Deacon, too, faces the prospect of wasted money on obsolete tools and parts. But he has managed to collect enough in sales rebates, incentives and warranty payments from Chrysler in the past few weeks to reduce his total potential loss from about $500,000 to about $100,000, he said. "Now, it's going to be negligible."

The dealers said one of their biggest challenges is making sure customers know they will stay in business.

Grafton Dodge plans to convert its operation to used cars. Edenton Motors still has a General Motors franchise. Tysinger sells Mercedes-Benz and Hyundai. "We are absolutely not closing," Webster said.

"We are going to be here."

They believe that many of their customers will stay with them - no matter what they sell - rather than switch to another Chrysler dealer. The automaker has said it hopes reducing its dealer base will bolster remaining showrooms, assuming that customers would switch to a nearby dealer.

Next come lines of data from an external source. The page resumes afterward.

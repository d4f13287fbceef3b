//! # Config - tuning knobs for an EddyKV store
//!
//! [`StoreConfig`] is a plain struct with sensible defaults. Build one with
//! struct update syntax, or load overrides from `EDDY_*` environment
//! variables with [`StoreConfig::from_env`]:
//!
//! ```text
//! EDDY_HASH                  hash algorithm: xx | murmur3 | crc32   (default: xx)
//! EDDY_MAX_FILE_SIZE         data file rotation size in bytes       (default: 67108864)
//! EDDY_TABLE_SEGMENTS        index table-segments, power of two     (default: 16)
//! EDDY_INITIAL_BUCKETS       buckets per table-segment, power of 2  (default: 1024)
//! EDDY_ARENA_BYTES           initial arena bytes per table-segment  (default: 262144)
//! EDDY_LOAD_FACTOR           bucket load factor before resizing     (default: 0.75)
//! EDDY_COMPACTION_THRESHOLD  stale fraction that triggers compaction (default: 0.75)
//! EDDY_COMPACTION_THREADS    background compaction workers, 0 = off (default: 1)
//! EDDY_SYNC_WRITES           fsync every append                     (default: false)
//! EDDY_CLEANUP_TOMBSTONES    compact tombstone files on open        (default: true)
//! ```
//!
//! ## Example
//!
//! ```rust
//! use config::StoreConfig;
//! use hasher::HashAlgorithm;
//!
//! let cfg = StoreConfig {
//!     hash_algorithm: HashAlgorithm::Murmur3,
//!     max_file_size: 4 * 1024 * 1024,
//!     ..StoreConfig::default()
//! };
//! cfg.validate().unwrap();
//! ```

use std::fmt;
use std::str::FromStr;

use hasher::{HashAlgorithm, HashError, Hasher};
use thiserror::Error;
use tracing::debug;

/// Smallest accepted `max_file_size`.
pub const MIN_FILE_SIZE: u32 = 256;

/// Errors produced while building or validating a configuration.
#[derive(Debug, Error)]
pub enum ConfigError {
    /// A field holds a value outside its accepted range.
    #[error("invalid {field}: {reason}")]
    Invalid { field: &'static str, reason: String },

    /// An environment variable is set but cannot be parsed.
    #[error("cannot parse {var}={value:?}: {reason}")]
    Env {
        var: &'static str,
        value: String,
        reason: String,
    },

    /// No usable hashing algorithm for the requested one.
    #[error(transparent)]
    Hasher(#[from] HashError),
}

/// Probe deciding whether a hash algorithm may be used in this process.
pub type HashProbe = fn(HashAlgorithm) -> bool;

/// Everything a store needs to know before it opens.
#[derive(Clone)]
pub struct StoreConfig {
    /// Algorithm for key placement and record checksums. `Xx` degrades to
    /// `Crc32` when unavailable.
    pub hash_algorithm: HashAlgorithm,
    /// A data file is sealed once the next record would push it past this.
    /// Capped at `u32::MAX` because index metadata stores 32-bit offsets.
    pub max_file_size: u32,
    /// Number of independently locked index table-segments (power of two).
    pub table_segments: usize,
    /// Starting bucket count per table-segment (power of two).
    pub initial_buckets_per_segment: usize,
    /// Starting arena size per table-segment.
    pub initial_arena_bytes: usize,
    /// Bucket load factor that triggers a table-segment resize.
    pub load_factor: f32,
    /// A sealed data file is compacted once `stale / total >= threshold`.
    pub compaction_threshold: f64,
    /// Background compaction workers. `0` leaves compaction to explicit calls.
    pub compaction_threads: usize,
    /// fsync after every record and tombstone append.
    pub sync_writes: bool,
    /// Rewrite tombstone files at open, keeping only those still needed.
    pub clean_up_tombstones_during_open: bool,
    /// Availability probe consulted by hasher selection.
    pub hash_probe: HashProbe,
}

impl Default for StoreConfig {
    fn default() -> Self {
        Self {
            hash_algorithm: HashAlgorithm::default(),
            max_file_size: 64 * 1024 * 1024,
            table_segments: 16,
            initial_buckets_per_segment: 1024,
            initial_arena_bytes: 256 * 1024,
            load_factor: 0.75,
            compaction_threshold: 0.75,
            compaction_threads: 1,
            sync_writes: false,
            clean_up_tombstones_during_open: true,
            hash_probe: HashAlgorithm::is_available,
        }
    }
}

impl fmt::Debug for StoreConfig {
    fn fmt(&self, f: &mut fmt::Formatter<'_>) -> fmt::Result {
        f.debug_struct("StoreConfig")
            .field("hash_algorithm", &self.hash_algorithm)
            .field("max_file_size", &self.max_file_size)
            .field("table_segments", &self.table_segments)
            .field("initial_buckets_per_segment", &self.initial_buckets_per_segment)
            .field("initial_arena_bytes", &self.initial_arena_bytes)
            .field("load_factor", &self.load_factor)
            .field("compaction_threshold", &self.compaction_threshold)
            .field("compaction_threads", &self.compaction_threads)
            .field("sync_writes", &self.sync_writes)
            .field(
                "clean_up_tombstones_during_open",
                &self.clean_up_tombstones_during_open,
            )
            .finish_non_exhaustive()
    }
}

fn invalid(field: &'static str, reason: impl Into<String>) -> ConfigError {
    ConfigError::Invalid {
        field,
        reason: reason.into(),
    }
}

impl StoreConfig {
    /// Checks every field against its accepted range.
    ///
    /// # Errors
    ///
    /// Returns [`ConfigError::Invalid`] naming the first offending field.
    pub fn validate(&self) -> Result<(), ConfigError> {
        if self.max_file_size < MIN_FILE_SIZE {
            return Err(invalid(
                "max_file_size",
                format!("{} is below the minimum of {MIN_FILE_SIZE}", self.max_file_size),
            ));
        }
        if !self.table_segments.is_power_of_two() || self.table_segments > 1 << 16 {
            return Err(invalid(
                "table_segments",
                format!("{} is not a power of two in 1..=65536", self.table_segments),
            ));
        }
        if !self.initial_buckets_per_segment.is_power_of_two() {
            return Err(invalid(
                "initial_buckets_per_segment",
                format!("{} is not a power of two", self.initial_buckets_per_segment),
            ));
        }
        if !(self.load_factor > 0.0 && self.load_factor <= 16.0) {
            return Err(invalid(
                "load_factor",
                format!("{} is outside (0, 16]", self.load_factor),
            ));
        }
        if !(self.compaction_threshold > 0.0 && self.compaction_threshold <= 1.0) {
            return Err(invalid(
                "compaction_threshold",
                format!("{} is outside (0, 1]", self.compaction_threshold),
            ));
        }
        if self.compaction_threads > 64 {
            return Err(invalid(
                "compaction_threads",
                format!("{} exceeds 64", self.compaction_threads),
            ));
        }
        Ok(())
    }

    /// Resolves the configured algorithm through its fallback chain.
    ///
    /// # Errors
    ///
    /// Returns [`ConfigError::Hasher`] when no candidate is usable.
    pub fn resolve_hasher(&self) -> Result<Hasher, ConfigError> {
        Ok(Hasher::select(self.hash_algorithm, self.hash_probe)?)
    }

    /// Defaults overridden by any `EDDY_*` variables that are set.
    pub fn from_env() -> Result<Self, ConfigError> {
        Self::from_lookup(|var| std::env::var(var).ok())
    }

    /// Like [`from_env`](StoreConfig::from_env) but reads variables through
    /// `lookup`.
    pub fn from_lookup<F>(lookup: F) -> Result<Self, ConfigError>
    where
        F: Fn(&str) -> Option<String>,
    {
        let d = Self::default();
        let cfg = Self {
            hash_algorithm: env_or(&lookup, "EDDY_HASH", d.hash_algorithm)?,
            max_file_size: env_or(&lookup, "EDDY_MAX_FILE_SIZE", d.max_file_size)?,
            table_segments: env_or(&lookup, "EDDY_TABLE_SEGMENTS", d.table_segments)?,
            initial_buckets_per_segment: env_or(
                &lookup,
                "EDDY_INITIAL_BUCKETS",
                d.initial_buckets_per_segment,
            )?,
            initial_arena_bytes: env_or(&lookup, "EDDY_ARENA_BYTES", d.initial_arena_bytes)?,
            load_factor: env_or(&lookup, "EDDY_LOAD_FACTOR", d.load_factor)?,
            compaction_threshold: env_or(
                &lookup,
                "EDDY_COMPACTION_THRESHOLD",
                d.compaction_threshold,
            )?,
            compaction_threads: env_or(&lookup, "EDDY_COMPACTION_THREADS", d.compaction_threads)?,
            sync_writes: env_or(&lookup, "EDDY_SYNC_WRITES", d.sync_writes)?,
            clean_up_tombstones_during_open: env_or(
                &lookup,
                "EDDY_CLEANUP_TOMBSTONES",
                d.clean_up_tombstones_during_open,
            )?,
            hash_probe: d.hash_probe,
        };
        debug!(config = ?cfg, "configuration loaded");
        Ok(cfg)
    }
}

/// Parses `var` if set, otherwise returns `default`.
fn env_or<T, F>(lookup: &F, var: &'static str, default: T) -> Result<T, ConfigError>
where
    T: FromStr,
    T::Err: fmt::Display,
    F: Fn(&str) -> Option<String>,
{
    match lookup(var) {
        None => Ok(default),
        Some(value) => {
            let parsed = value.trim().parse::<T>();
            parsed.map_err(|e| ConfigError::Env {
                var,
                reason: e.to_string(),
                value,
            })
        }
    }
}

Hoffer, however, thinks Chrysler shouldn't count on keeping those customers. Many will choose a Ford, Toyota or a used car rather than drive to another Chrysler dealership, which could be much farther away.

"They will lose more than they think when they lose these dealers," Hoffer said of Chrysler. "Every customer who bought at these dealerships is in play."

Rural dealers, in particular, have built personal relationships with their customers and benefit geographically as the only dealer in town, in many cases.

"You know the owner," Hoffer said. "There's no loyalty to the brand at all."